Mike Kravetz May 16, 2023, 10:34 p.m. UTC | #7
On 05/15/23 10:04, Mike Kravetz wrote:
> On 05/12/23 16:29, Mike Kravetz wrote:
> > On 05/12/23 14:26, James Houghton wrote:
> > > On Fri, May 12, 2023 at 12:20 AM Junxiao Chang <junxiao.chang@intel.com> wrote:
> > > 
> > > This alone doesn't fix mapcounting for PTE-mapped HugeTLB pages. You
> > > need something like [1]. I can resend it if that's what we should be
> > > doing, but this mapcounting scheme doesn't work when the page structs
> > > have been freed.
> > > 
> > > It seems like it was a mistake to include support for hugetlb memfds in udmabuf.
> > 
> > IIUC, it was added with commit 16c243e99d33 udmabuf: Add support for mapping
> > hugepages (v4).  Looks like it was never sent to linux-mm?  That is unfortunate
> > as hugetlb vmemmap freeing went in at about the same time.  And, as you have
> > noted udmabuf will not work if hugetlb vmemmap freeing is enabled.
> > 
> > Sigh!
> > 
> > Trying to think of a way forward.
> > -- 
> > Mike Kravetz
> > 
> > > 
> > > [1]: https://lore.kernel.org/linux-mm/20230306230004.1387007-2-jthoughton@google.com/
> > > 
> > > - James
> 
> Adding people and list on Cc: involved with commit 16c243e99d33.
> 
> There are several issues with trying to map tail pages of hugetllb pages
> not taken into account with udmabuf.  James spent quite a bit of time trying
> to understand and address all the issues with the HGM code.  While using
> the scheme proposed by James, may be an approach to the mapcount issue there
> are also other issues that need attention.  For example, I do not see how
> the fault code checks the state of the hugetlb page (such as poison) as none
> of that state is carried in tail pages.
> 
> The more I think about it, the more I think udmabuf should treat hugetlb
> pages as hugetlb pages.  They should be mapped at the appropriate level
> in the page table.  Of course, this would impose new restrictions on the
> API (mmap and ioctl) that may break existing users.  I have no idea how
> extensively udmabuf is being used with hugetlb mappings.

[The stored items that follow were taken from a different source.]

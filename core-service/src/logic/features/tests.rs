//! Integration Tests for Feature Extraction
//!
//! Exercises normalizer + registry together on realistic and hostile input.

use serde_json::json;

use crate::logic::features::{
    extract, extract_payload, FeatureVector, FEATURE_COUNT, FEATURE_DEFAULT, FEATURE_LAYOUT,
};
use crate::logic::stroke::{normalize, DeviceCapabilities, Point, PointerType, Stroke};

fn signature() -> Vec<Stroke> {
    vec![
        Stroke::new(vec![
            Point::new(100.0, 100.0, 0),
            Point::new(150.0, 120.0, 50),
            Point::new(200.0, 130.0, 100),
            Point::new(210.0, 180.0, 140),
        ]),
        Stroke::new(vec![
            Point::new(120.0, 160.0, 300),
            Point::new(180.0, 150.0, 360),
        ]),
    ]
}

fn assert_total(vector: &FeatureVector) {
    assert_eq!(vector.to_map().len(), FEATURE_COUNT);
    for (name, value) in FEATURE_LAYOUT.iter().zip(vector.as_slice()) {
        assert!(value.is_finite(), "{} is not finite: {}", name, value);
    }
}

/// Extraction never panics and never leaves a non-finite value
#[test]
fn test_extraction_is_total() {
    let inputs: Vec<Option<Vec<Stroke>>> = vec![
        None,
        Some(vec![]),
        Some(vec![Stroke::default()]),
        Some(vec![Stroke::new(vec![Point::new(5.0, 5.0, 0)])]),
        Some(vec![Stroke::new(vec![Point::new(5.0, 5.0, 0); 10])]),
        Some(vec![Stroke::new(vec![Point::new(1e308, -1e308, 0), Point::new(-1e308, 1e308, 0)])]),
        Some(vec![Stroke::new(vec![Point::new(0.0, 0.0, i64::MAX), Point::new(1.0, 1.0, i64::MIN)])]),
        Some(signature()),
    ];

    for strokes in &inputs {
        let vector = extract(strokes.as_deref(), None);
        assert_total(&vector);
        assert!(vector.is_compatible());
    }
}

/// Same strokes, same bits
#[test]
fn test_extraction_is_idempotent() {
    let strokes = signature();
    let a = extract(Some(&strokes), None);
    let b = extract(Some(&strokes), None);

    let bits = |v: &FeatureVector| v.as_slice().iter().map(|x| x.to_bits()).collect::<Vec<_>>();
    assert_eq!(bits(&a), bits(&b));
}

#[test]
fn test_curve_smoothness_zero_below_three_points() {
    for n in 0..3 {
        let points: Vec<Point> = (0..n).map(|i| Point::new(i as f64 * 7.0, (i * i) as f64, i)).collect();
        let strokes = vec![Stroke::new(points), Stroke::new(signature()[0].points.clone())];
        let vector = extract(Some(&strokes), None);
        assert_eq!(vector.get_by_name("curve_smoothness"), Some(0.0));
    }
}

#[test]
fn test_identical_points_have_zero_radial_deviation() {
    let strokes = vec![Stroke::new(vec![Point::new(42.5, -3.25, 0); 8])];
    let vector = extract(Some(&strokes), None);
    assert_eq!(vector.get_by_name("radial_deviation"), Some(0.0));
    assert_eq!(vector.get_by_name("aspect_ratio"), Some(0.0));
    assert_eq!(vector.get_by_name("avg_velocity"), Some(0.0));
    assert_total(&vector);
}

#[test]
fn test_well_formed_signature() {
    let vector = extract(Some(&signature()), None);

    assert_eq!(vector.get_by_name("stroke_count"), Some(2.0));
    assert_eq!(vector.get_by_name("total_points"), Some(6.0));
    assert_eq!(vector.get_by_name("total_duration_ms"), Some(360.0));
    assert_eq!(vector.get_by_name("width"), Some(110.0));
    assert_eq!(vector.get_by_name("height"), Some(80.0));
    assert!(vector.get_by_name("avg_velocity").unwrap() > 0.0);
    assert!(vector.get_by_name("curve_smoothness").unwrap() > 0.0);
    // No pressure in the data, no descriptor: pressure stays default
    assert_eq!(vector.get_by_name("avg_pressure"), Some(FEATURE_DEFAULT));
}

#[test]
fn test_capabilities_gate_pressure() {
    let strokes = vec![Stroke::new(vec![
        Point::new(0.0, 0.0, 0).with_pressure(0.5),
        Point::new(10.0, 0.0, 10).with_pressure(0.7),
    ])];

    let inferred = extract(Some(&strokes), None);
    assert!((inferred.get_by_name("avg_pressure").unwrap() - 0.6).abs() < 1e-12);

    let mouse = DeviceCapabilities { supports_pressure: false, pointer_type: PointerType::Mouse };
    let gated = extract(Some(&strokes), Some(&mouse));
    assert_eq!(gated.get_by_name("avg_pressure"), Some(0.0));

    // Schema is unchanged either way
    assert_eq!(inferred.to_map().len(), gated.to_map().len());
}

#[test]
fn test_payload_roundtrip_through_normalizer() {
    let payload = json!({
        "strokes": [
            {"points": [{"x": 100, "y": 100, "time": 0}, {"x": 150, "y": 120, "time": 50}, {"x": 200, "y": 130, "time": 100}]}
        ]
    });
    let strokes = normalize(&payload).unwrap();
    assert_eq!(extract_payload(&payload, None), extract(Some(&strokes), None));
}

#[test]
fn test_reported_stroke_times_drive_durations() {
    let payload = json!({"strokes": [
        {"points": [{"x": 0, "y": 0}, {"x": 30, "y": 40}], "startTime": 0, "endTime": 500},
        {"points": [{"x": 10, "y": 10}, {"x": 20, "y": 10}], "startTime": 800, "endTime": 1100}
    ]});
    let vector = extract_payload(&payload, None);

    assert_eq!(vector.get_by_name("avg_stroke_duration"), Some(400.0));
    assert_eq!(vector.get_by_name("total_duration_ms"), Some(1100.0));
}

#[test]
fn test_malformed_payload_gives_default_vector() {
    for payload in [json!({"foo": "bar"}), json!("text"), json!({"data": "data:image/png;base64,AAAA"})] {
        let vector = extract_payload(&payload, None);
        assert_eq!(vector, FeatureVector::new());
        assert_total(&vector);
    }
}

Verified that using udmabug on a hugetlb mapping with vmemmap optimization will
BUG as:

[14106.812312] BUG: unable to handle page fault for address: ffffea000a7c4030
[14106.813704] #PF: supervisor write access in kernel mode
[14106.814791] #PF: error_code(0x0003) - permissions violation
[14106.815921] PGD 27fff9067 P4D 27fff9067 PUD 27fff8067 PMD 17ec34067 PTE 8000000285dab021
[14106.818489] Oops: 0003 [#1] PREEMPT SMP PTI
[14106.819345] CPU: 2 PID: 2313 Comm: udmabuf Not tainted 6.4.0-rc1-next-20230508+ #44
[14106.820906] Hardware name: QEMU Standard PC (Q35 + ICH9, 2009), BIOS 1.16.2-1.fc37 04/01/2014
[14106.822679] RIP: 0010:page_add_file_rmap+0x2e/0x270

I started looking more closely at the driver and I do not fully understand the
usage model.  I took clues from the selftest and driver.  It seems the first
step is to create a buffer via the UDMABUF_CREATE ioctl.  This will copy 4K
pages from the page cache to an array associated with a file.  I did note that
hugetlb and shm behavior is different here as the driver can not add missing
hugetlb pages to the cache as it does with shm.  However, what seems more
concerning is that there is nothing to prevent the pages from being replaced
in the cache before being added to a udmabuf mapping.  This means udmabuf
mapping and original memfd could be operating on a different set of pages.
Is this acceptable, or somehow prevented?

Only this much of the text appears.